I was fortunate to have incredible research mentors before beginning my PhD—both esteemed academicians and clinicians and truly remarkable people who encouraged me to pursue my dreams and demonstrated to me that it was possible to have a family and a career in science and medicine.
I am grateful now to have found another mentor in my PhD advisor who has supported me throughout my training, and most importantly, as I have become a mother. But despite this important support, being a mother and an MD/PhD student has been a journey full of ups and downs. The MD/PhD training pathway is one that is full of transitions with many times that feel full of ‘newness,’ and motherhood is not dissimilar. Each day is changing and brings new gifts and new challenges—both in my training and in motherhood.
There are things that are hard, to be certain, about being a student-parent in particular. For instance, even though I chose a supportive mentor, it was still incredibly nerve-wracking to share the news that I was pregnant. The process of setting up my maternity leave was not always straightforward, especially as my maternity leave ended and the SARS-CoV-2 pandemic began, which ultimately delayed my graduation due to university shutdowns and lack of childcare options.
As a mother, there are different demands on my time than many of my peers, and since becoming a mother, I’ve had to learn to adapt to a new pace of life and a new pace of work. It is tempting to let these challenges of being a student-parent feel insurmountable, but I continue to, strive for, cling to, and choose hope.
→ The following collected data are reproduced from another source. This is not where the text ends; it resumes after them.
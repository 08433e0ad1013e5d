//! The two ingestion jobs. Each is stateless between invocations; the only
//! thing they share is the hosted database they append to.

pub mod player_count;
pub mod stream_ingest;
pub mod config;
pub mod database;
pub mod error;
pub mod fivem;
pub mod job;
pub mod logger;
pub mod model;
pub mod twitch;

#[cfg(test)]
mod test_support;
use std::net::{Ipv4Addr, SocketAddr};
use std::path::PathBuf;
use std::time::Duration;

use serde::{Deserialize, Deserializer};
use snafu::{ensure, ResultExt as _, Snafu};
use url::Url;

pub const FIVEM_SERVER_URL: &str = "https://servers-frontend.fivem.net/api/servers/single/o3re8y";
pub const FIVEM_SERVER_ID: &str = "o3re8y";
pub const TWITCH_AUTH_URL: &str = "https://id.twitch.tv/oauth2/token";
pub const TWITCH_HELIX_URL: &str = "https://api.twitch.tv/helix";
pub const GAME_NAME: &str = "Grand Theft Auto V";
pub const KEYWORD: &str = "unscripted";

#[derive(Debug, Snafu)]
#[snafu(visibility(pub(crate)))]
pub enum ConfigError {
    #[snafu(display("could not read configuration from the environment: {source}"))]
    Load { source: envy::Error },

    #[snafu(display("environment variable {name} is not set"))]
    Empty { name: &'static str },
}

/// Configuration of the player-count server.
#[derive(Debug, Deserialize, Clone)]
pub struct PlayerCountConfig {
    #[serde(rename = "host_address", default = "default_host")]
    pub host: SocketAddr,
    #[serde(flatten)]
    pub log: LogConfig,
    #[serde(flatten)]
    pub supabase: SupabaseConfig,
    #[serde(flatten)]
    pub fivem: FivemConfig,
}

impl PlayerCountConfig {
    pub fn from_env() -> Result<Self, ConfigError> {
        envy::from_env::<Self>().context(LoadSnafu)?.validate()
    }

    pub fn from_iter<I>(vars: I) -> Result<Self, ConfigError>
    where
        I: IntoIterator<Item = (String, String)>,
    {
        envy::from_iter::<_, Self>(vars).context(LoadSnafu)?.validate()
    }

    fn validate(self) -> Result<Self, ConfigError> {
        self.supabase.validate()?;
        Ok(self)
    }
}

/// Configuration of one stream ingest run.
#[derive(Debug, Deserialize, Clone)]
pub struct StreamIngestConfig {
    #[serde(flatten)]
    pub log: LogConfig,
    #[serde(flatten)]
    pub supabase: SupabaseConfig,
    #[serde(flatten)]
    pub twitch: TwitchConfig,
}

impl StreamIngestConfig {
    pub fn from_env() -> Result<Self, ConfigError> {
        envy::from_env::<Self>().context(LoadSnafu)?.validate()
    }

    pub fn from_iter<I>(vars: I) -> Result<Self, ConfigError>
    where
        I: IntoIterator<Item = (String, String)>,
    {
        envy::from_iter::<_, Self>(vars).context(LoadSnafu)?.validate()
    }

    fn validate(self) -> Result<Self, ConfigError> {
        self.twitch.validate()?;
        self.supabase.validate()?;
        Ok(self)
    }
}

#[derive(Debug, Deserialize, Clone, Default)]
pub struct LogConfig {
    /// Directory for the rolling JSON log. Console only when unset.
    #[serde(rename = "log_dir", default)]
    pub dir: Option<PathBuf>,
}

impl LogConfig {
    /// Reads only the logging settings, so the logger can be up before the
    /// rest of the configuration is validated.
    pub fn from_env() -> Result<Self, ConfigError> {
        envy::from_env::<Self>().context(LoadSnafu)
    }

    pub fn from_iter<I>(vars: I) -> Result<Self, ConfigError>
    where
        I: IntoIterator<Item = (String, String)>,
    {
        envy::from_iter::<_, Self>(vars).context(LoadSnafu)
    }
}

#[derive(Debug, Deserialize, Clone)]
pub struct SupabaseConfig {
    #[serde(rename = "supabase_url")]
    pub url: Url,
    #[serde(rename = "supabase_key")]
    pub key: String,
}

impl SupabaseConfig {
    fn validate(&self) -> Result<(), ConfigError> {
        ensure!(!self.key.trim().is_empty(), EmptySnafu { name: "SUPABASE_KEY" });
        Ok(())
    }
}

#[derive(Debug, Deserialize, Clone)]
pub struct FivemConfig {
    #[serde(rename = "fivem_server_url", default = "default_server_url")]
    pub server_url: Url,
    #[serde(rename = "fivem_server_id", default = "default_server_id")]
    pub server_id: String,
}

#[derive(Debug, Deserialize, Clone)]
pub struct TwitchConfig {
    #[serde(rename = "twitch_client_id")]
    pub client_id: String,
    #[serde(rename = "twitch_client_secret")]
    pub client_secret: String,

    #[serde(rename = "twitch_auth_url", default = "default_auth_url")]
    pub auth_url: Url,
    #[serde(rename = "twitch_helix_url", default = "default_helix_url")]
    pub helix_url: Url,

    #[serde(rename = "twitch_game_name", default = "default_game_name")]
    pub game_name: String,
    #[serde(rename = "twitch_keyword", default = "default_keyword")]
    pub keyword: String,
    /// Tag written to the `serverId` column of every matched stream.
    #[serde(rename = "fivem_server_id", default = "default_server_id")]
    pub server_id: String,

    #[serde(
        rename = "twitch_page_pause",
        default = "default_page_pause",
        deserialize_with = "humantime_duration"
    )]
    pub page_pause: Duration,
}

impl TwitchConfig {
    fn validate(&self) -> Result<(), ConfigError> {
        ensure!(
            !self.client_id.trim().is_empty(),
            EmptySnafu { name: "TWITCH_CLIENT_ID" }
        );
        ensure!(
            !self.client_secret.trim().is_empty(),
            EmptySnafu { name: "TWITCH_CLIENT_SECRET" }
        );
        Ok(())
    }
}

/// `url` with a trailing slash, so that joining a relative path appends to it
/// instead of replacing its last segment.
pub(crate) fn base_url(url: &Url) -> Url {
    let mut url = url.clone();
    if !url.path().ends_with('/') {
        let path = format!("{}/", url.path());
        url.set_path(&path);
    }
    url
}

fn default_host() -> SocketAddr {
    (Ipv4Addr::UNSPECIFIED, 3000).into()
}

fn default_server_url() -> Url {
    Url::parse(FIVEM_SERVER_URL).expect("listing url constant is valid")
}

fn default_server_id() -> String {
    FIVEM_SERVER_ID.to_string()
}

fn default_auth_url() -> Url {
    Url::parse(TWITCH_AUTH_URL).expect("auth url constant is valid")
}

fn default_helix_url() -> Url {
    Url::parse(TWITCH_HELIX_URL).expect("helix url constant is valid")
}

fn default_game_name() -> String {
    GAME_NAME.to_string()
}

fn default_keyword() -> String {
    KEYWORD.to_string()
}

fn default_page_pause() -> Duration {
    Duration::from_millis(500)
}

fn humantime_duration<'de, D>(deserializer: D) -> Result<Duration, D::Error>
where
    D: Deserializer<'de>,
{
    let text = String::deserialize(deserializer)?;
    humantime::parse_duration(&text).map_err(serde::de::Error::custom)
}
I fight to continue believing in my dreams—both for my career and my family.
I seek to give myself grace and to cultivate gratefulness for my supportive home and work environments. And I strive to use that good fortune as a springboard for advocating for others—and for a better and more inclusive academic system that proudly supports women and mothers.
Often motherhood in STEMM fields can feel isolating, but there are many of us that deeply love both motherhood and our careers. It is not an easy road—we may long for our babies when we are at work and crave the chance to flex our intellectual muscles when we’re at home with our families. It can be hard to serve both of these roles well, and even harder to feel that I am keeping afloat, let alone excelling in either role. But despite this, coming home to a gleeful shriek and an enthusiastic hug from my toddler is resoundingly worth it all. So perhaps that is our best weapon and our shining moment as mothers in science—that we are the people who can fight through any challenges thrown our way and stay the course despite the storms we may weather.
Based on some profound truths spoken to me by a cherished mentor, I firmly believe that I am a better scientist and a better physician-in-training because I am a mother. And I am a better mother because I am a scientist and aspiring physician.
I am my best self at work because I am a mother, and I am the best mother I can be because I am empowered by a passion for my work. I have to remind myself of this regularly, as it is easy to slip into doubting whether I can juggle everything before me, but I am lucky to be surrounded by people who will speak the truth to me when I can’t speak it to myself: you can do this, you are doing this, and you are doing it well.